Leatherface, thought to be burned alive with the rest of his family, is still alive, and lives in a locked room in a deep basement behind a locked steel door.
Apparently he hasn’t aged much, my calculation is that he should be pushing sixty, and is more agile than he ever was. He doesn’t cross dress any more but the filmmakers do pepper his room with dresses and makeup just so we can nod in remembrance. These items are referred to in an amazingly inept sequence where a police officer goes into the house, sans backup, even after he sees blood trails and knows what horrors could await him. The scene is made even more ridiculous when the Mayor and Sheriff are communicating with him via his camera phone and forcing him, unrealistically, to continue on into the darkness alone.
All characters act in ridiculous ways as one stupid decision is followed by another. The leads leave the hitchhiker they have just met, alone in the mansion while they all go shopping. Amazingly, he tries to steal everything he can carry. No kidding? A character runs from Leatherface and cowers behind a tree and then a tombstone but keeps peeking out in plain view as she hears him getting very close. People keep going down into the basement alone even after they see a plate with recently eaten rib bones sitting by the basement door.
The laugh fest continues as Leatherface chases a van full of victims, makes a new skin mask that looks as if he just purchased it from Wal-Mart, sews the mask to his face, and, completely against the actions of what we know Leatherface would do, chases his prey into a carnival that is in full swing and full of people. This sequence is preposterous and completely out of character.
The word character shouldn’t even be used in this review. Everyone is a cliché from the smorgasbord main cast, to the good ol’ boy Mayor with a secret that is painfully obvious, to the shifty lawyer who gives Heather the keys to her new home but returns later to explain the mystery.
The mystery is, here be spoilers, Leatherface is her cousin! Explained in a letter by her deceased Grandmother, Heather has basically inherited Leatherface! That’s right, a haphazardly desperate and inane plot twist that leads to one of the worst endings in a film, horror or otherwise, that I have ever been witness to. That one I will not mention but I ask you to try and digest such dialogue as, “Do your thing cuz!”
Throughout the film, the filmmakers seem to be trying to get us to sympathize with the Sawyer family. Leatherface continues his murderous rampage while the focus shifts to try and shine a bad light on the townspeople as we are meant to believe that their bloodlust for Leatherface’s demise is unwarranted. This all plays out in the finale and I am still scraping pieces of my jaw from the floor. Again, it is a sequence so bad that it makes the ending of M. Night Shamalayn’s The Village look like the ending of Psycho!

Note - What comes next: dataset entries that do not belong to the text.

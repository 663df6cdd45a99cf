//! CLI advisor commands — `wisdom`, `suggest`, and the `chat` REPL.

use anyhow::{bail, Result};
use lifegarden::advisor::Advisor;
use lifegarden::config::GardenConfig;
use lifegarden::garden::coach::ChatSession;
use lifegarden::garden::today;
use lifegarden::garden::wisdom::WisdomCache;
use tokio::io::{AsyncBufReadExt, AsyncWriteExt, BufReader};

pub async fn wisdom(config: &GardenConfig) -> Result<()> {
    let (kv, store) = super::open_garden(config)?;
    let advisor = Advisor::from_config(&config.advisor);
    let cache = WisdomCache::new(kv);

    let message = cache.message_for(today(), store.habits(), &advisor).await;
    println!("{message}");
    Ok(())
}

pub async fn suggest(config: &GardenConfig, goal: &str, accept: Option<usize>) -> Result<()> {
    if goal.trim().is_empty() {
        bail!("goal must not be empty");
    }
    let (_, mut store) = super::open_garden(config)?;
    let advisor = Advisor::from_config(&config.advisor);

    let mut suggestions = advisor.suggest_habits(goal, &store.titles()).await;
    if suggestions.is_empty() {
        println!("No suggestions right now. Try again in a little while.");
        return Ok(());
    }

    for (i, s) in suggestions.iter().enumerate() {
        println!("{}. {} {} [{}]", i + 1, s.emoji, s.title, s.area);
        println!("   {}", s.description);
    }

    if let Some(n) = accept {
        if n == 0 || n > suggestions.len() {
            bail!("suggestion {n} does not exist (1-{})", suggestions.len());
        }
        let habit = store.adopt(suggestions.swap_remove(n - 1))?;
        println!("\nPlanted {} {} ({})", habit.emoji, habit.title, habit.id);
    }
    Ok(())
}

pub async fn chat(config: &GardenConfig) -> Result<()> {
    let advisor = Advisor::from_config(&config.advisor);
    let mut session = ChatSession::new();

    if let Some(greeting) = session.history().first() {
        println!("Sage: {}", greeting.text);
    }

    let mut lines = BufReader::new(tokio::io::stdin()).lines();
    let mut stdout = tokio::io::stdout();
    loop {
        stdout.write_all(b"> ").await?;
        stdout.flush().await?;

        let Some(line) = lines.next_line().await? else {
            break;
        };
        if line.trim() == "/quit" {
            break;
        }
        if let Some(reply) = session.send(&advisor, &line).await {
            println!("Sage: {reply}");
        }
    }
    Ok(())
}
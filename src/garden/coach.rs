//! Coaching chat session. History lives only in memory and only grows.

use super::types::ChatMessage;
use crate::advisor::Advisor;

/// The coach's opening line.
pub const COACH_GREETING: &str =
    "Hello dear. I'm Sage. How can I help you tend to your life garden today?";

#[derive(Debug, Clone)]
pub struct ChatSession {
    history: Vec<ChatMessage>,
}

impl Default for ChatSession {
    fn default() -> Self {
        Self::new()
    }
}

impl ChatSession {
    pub fn new() -> Self {
        Self {
            history: vec![ChatMessage::model(COACH_GREETING)],
        }
    }

    pub fn history(&self) -> &[ChatMessage] {
        &self.history
    }

    /// Send `text` to the coach and append both turns. Blank input is ignored
    /// and returns `None`.
    pub async fn send(&mut self, advisor: &Advisor, text: &str) -> Option<String> {
        let text = text.trim();
        if text.is_empty() {
            return None;
        }

        let prior = self.history.clone();
        self.history.push(ChatMessage::user(text));
        let reply = advisor.chat_with_coach(&prior, text).await;
        self.history.push(ChatMessage::model(reply.clone()));
        Some(reply)
    }
}
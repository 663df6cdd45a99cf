//! Prompt text and the structured-output schema sent to the model.

use serde_json::{json, Value};

use crate::garden::types::Area;

/// System instruction for the coaching persona.
pub const COACH_PERSONA: &str = "\
You are \"Sage\", a cozy, non-judgmental and wise life coach, something like a kind \
grandmother or a gentle forest spirit. You help people grow habits in Health, Career, \
Spirituality, Relationships, Finances and Creativity. Speak in garden, nature and home \
metaphors and never in corporate terms like optimization, synergy or metrics. Keep every \
answer warm and under 100 words.";

/// Number of habits asked for per suggestion request.
pub const SUGGESTION_COUNT: usize = 3;

pub fn suggestion_prompt(goal: &str, existing_titles: &[String]) -> String {
    let existing = if existing_titles.is_empty() {
        "none yet".to_string()
    } else {
        existing_titles.join(", ")
    };
    format!(
        "Someone wants to grow habits around this goal: \"{goal}\".\n\
         Habits they already keep: {existing}.\n\n\
         Suggest {SUGGESTION_COUNT} small, specific, actionable habits that feel homey, warm \
         and sustainable. Skip corporate jargon and make each one sound inviting. \
         Do not repeat habits they already keep.\n\n\
         Respond with JSON only."
    )
}

pub fn wisdom_prompt(completed: usize, areas: &[Area]) -> String {
    let focus = if areas.is_empty() {
        "rest and preparation".to_string()
    } else {
        areas
            .iter()
            .map(Area::as_str)
            .collect::<Vec<_>>()
            .join(", ")
    };
    format!(
        "You are a wise, gentle gardener of life. Today the user has completed {completed} \
         habits, tending to: {focus}.\n\
         Write a short, poetic and encouraging message of at most 2 sentences that compares \
         their progress to tending a garden or a cozy home. Be warm, never bossy."
    )
}

/// Response schema constraining each suggestion to `{title, description, area, emoji}`
/// with `area` restricted to the six areas of life.
pub fn suggestion_schema() -> Value {
    let areas: Vec<&str> = Area::ALL.iter().map(Area::as_str).collect();
    json!({
        "type": "ARRAY",
        "items": {
            "type": "OBJECT",
            "properties": {
                "title": {
                    "type": "STRING",
                    "description": "Short, friendly title (e.g. 'Morning Tea')"
                },
                "description": {
                    "type": "STRING",
                    "description": "One warm sentence describing the habit."
                },
                "area": {
                    "type": "STRING",
                    "enum": areas,
                    "description": "The area of life this habit nourishes."
                },
                "emoji": {
                    "type": "STRING",
                    "description": "A single emoji for the habit."
                }
            },
            "required": ["title", "description", "area", "emoji"]
        }
    })
}

#[cfg(test)]
mod tests {
    use super::*;

    #[test]
    fn wisdom_prompt_names_rest_when_idle() {
        let prompt = wisdom_prompt(0, &[]);
        assert!(prompt.contains("completed 0 habits"));
        assert!(prompt.contains("rest and preparation"));
    }

    #[test]
    fn wisdom_prompt_lists_areas() {
        let prompt = wisdom_prompt(2, &[Area::Health, Area::Finances]);
        assert!(prompt.contains("Health, Finances"));
    }

    #[test]
    fn suggestion_prompt_quotes_goal_and_existing() {
        let prompt = suggestion_prompt("save money", &["Budget".into(), "Walk".into()]);
        assert!(prompt.contains("\"save money\""));
        assert!(prompt.contains("Budget, Walk"));
    }

    #[test]
    fn schema_restricts_area() {
        let schema = suggestion_schema();
        let allowed = schema["items"]["properties"]["area"]["enum"].as_array().unwrap();
        assert_eq!(allowed.len(), 6);
        assert!(allowed.iter().any(|a| a == "Spirituality"));
        assert_eq!(schema["items"]["required"].as_array().unwrap().len(), 4);
    }
}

The filmmaking atrocities even include the title, as “Massacre” has been removed in an apparent cow tow to the current mood of the country.
Lastly I will mention the fact that the film is in 3D. Frankly, there is absolutely no reason for the 3D except for the three to four dollar ticket price hike. They do not use it to their advantage and there are only a couple of scenes where the chainsaw is coming at us. It is a tired ploy, I am tired of 3D in any genre, that makes the film even worse as it is shot dark enough already and 3D darkens the film even more. Trust me; this is a one dimensional 3D film.
I did not have high hopes for the film but confess to being caught up in the hype of hearing that a director who respected the original film wanted to restore true essence of Hooper’s material and make us forget about all of the previous sequels and remakes. It sounded as if he could possibly make a solid entry to the series. I was wrong.
Texas Chainsaw 3D is full of plot holes, massive inconsistencies, horrible direction and acting, and laughable moments from scene to scene. I stress again that the film is astoundingly bad. I cannot remember the last time I have seen such a wretched and silly mess.